Du doigt, elle descendit de quelques lignes.
:Laguerra: : Ici, l'Italien fait référence au récit du pilote Génois, Giovanni Battista da Ponzoroni. D'après celui-ci, l'Amiral exigea du Datu de Mactan trois chèvres, trois porcs, trois mesures de riz et trois de miel. Lapu-Lapu lui fit répondre qu'il ne fournirait que deux de chaque. Soit ton mentor devait s'en contenter et les denrées lui seraient envoyées, soit il refusait et ne recevrait rien...
:Mendoza: : Je peux voir?
Elle lui tendit le journal qu'il parcourut à son tour.
:Mendoza: : Ce sont de menus détails. Dans les deux cas, l'issue fut la même: Lapu-Lapu refusa de céder aux exigences de Magellan. Chose que mon maître ne put supporter. Il décida alors de mener lui-même une opération punitive sur l'île voisine. João Serrao et Duarte Barbosa tentèrent de l'en dissuader. L'armada avait déjà perdu beaucoup d'hommes depuis le début du voyage, et un échec pourrait mettre en péril le projet. Pour rappel, les expéditions Portugaises, au contraire des Espagnoles, partaient avec des instructions précises sur ce point: le commandant avait interdiction formelle d'aller à terre en présence de populations inconnues, à moins d'une nécessité absolue ou bien lorsque cela ne présentait pas de danger manifeste. Une disposition que ne pouvait ignorer mon mentor, qui avait servi au sein de la marine du Portugal lors de voyages vers les Indes.

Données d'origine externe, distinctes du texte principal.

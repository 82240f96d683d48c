//! Wall-clock abstraction shared by the admission controller and the task processor.
//!
//! Rate-limit windows and result ages are measured against wall-clock time
//! because the `X-RateLimit-Reset` header is reported in epoch seconds.

use chrono::{DateTime, Duration, Utc};
use parking_lot::Mutex;
use std::sync::Arc;

/// Source of the current time.
pub trait Clock: Send + Sync {
    /// Returns the current UTC time.
    fn now(&self) -> DateTime<Utc>;
}

/// Clock backed by the system time.
#[derive(Debug, Clone, Copy, Default)]
pub struct SystemClock;

impl SystemClock {
    /// Creates a new system clock.
    #[must_use]
    pub fn new() -> Self {
        Self
    }
}

impl Clock for SystemClock {
    fn now(&self) -> DateTime<Utc> {
        Utc::now()
    }
}

/// Clock whose time only moves when told to.
///
/// Clones share the same underlying instant, so a test can hand one clone to
/// the component under test and advance time through another.
#[derive(Debug, Clone)]
pub struct ManualClock {
    current: Arc<Mutex<DateTime<Utc>>>,
}

impl ManualClock {
    /// Creates a manual clock starting at `start`.
    #[must_use]
    pub fn new(start: DateTime<Utc>) -> Self {
        Self {
            current: Arc::new(Mutex::new(start)),
        }
    }

    /// Moves the clock forward by `duration`.
    pub fn advance(&self, duration: Duration) {
        let mut current = self.current.lock();
        *current += duration;
    }

    /// Moves the clock forward by whole seconds.
    pub fn advance_secs(&self, secs: i64) {
        self.advance(Duration::seconds(secs));
    }

    /// Sets the clock to an absolute instant.
    pub fn set(&self, instant: DateTime<Utc>) {
        *self.current.lock() = instant;
    }
}

impl Clock for ManualClock {
    fn now(&self) -> DateTime<Utc> {
        *self.current.lock()
    }
}

#[cfg(test)]
mod tests {
    use super::*;
    use chrono::TimeZone;

    #[test]
    fn test_manual_clock_advance_and_set() {
        let start = Utc.with_ymd_and_hms(2024, 1, 1, 0, 0, 0).unwrap();
        let clock = ManualClock::new(start);
        assert_eq!(clock.now(), start);

        clock.advance_secs(61);
        assert_eq!(clock.now(), start + Duration::seconds(61));

        let later = start + Duration::hours(5);
        clock.set(later);
        assert_eq!(clock.now(), later);
    }

    #[test]
    fn test_manual_clock_clones_share_time() {
        let start = Utc.with_ymd_and_hms(2024, 1, 1, 0, 0, 0).unwrap();
        let clock = ManualClock::new(start);
        let other = clock.clone();

        other.advance_secs(10);
        assert_eq!(clock.now(), start + Duration::seconds(10));
    }

    #[test]
    fn test_system_clock_is_monotonic_enough() {
        let clock = SystemClock::new();
        let t1 = clock.now();
        let t2 = clock.now();
        assert!(t2 >= t1);
    }
}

:Laguerra: : Ah! C'était donc ça!
:Mendoza: : C'était donc ça, quoi?
:Laguerra: : La raison pour laquelle Magellan avait mis autant de temps avant de rencontrer Humabon. Il respectait le protocole.
:Mendoza: : Oui, et il aurait mieux fait de s'y tenir et ne pas se rendre sur Mactan...
Mendoza se versa un autre verre. Laissant ses souvenirs se rassembler, il secoua la tête à la mémoire de ce qui s'était passé ce jour-là.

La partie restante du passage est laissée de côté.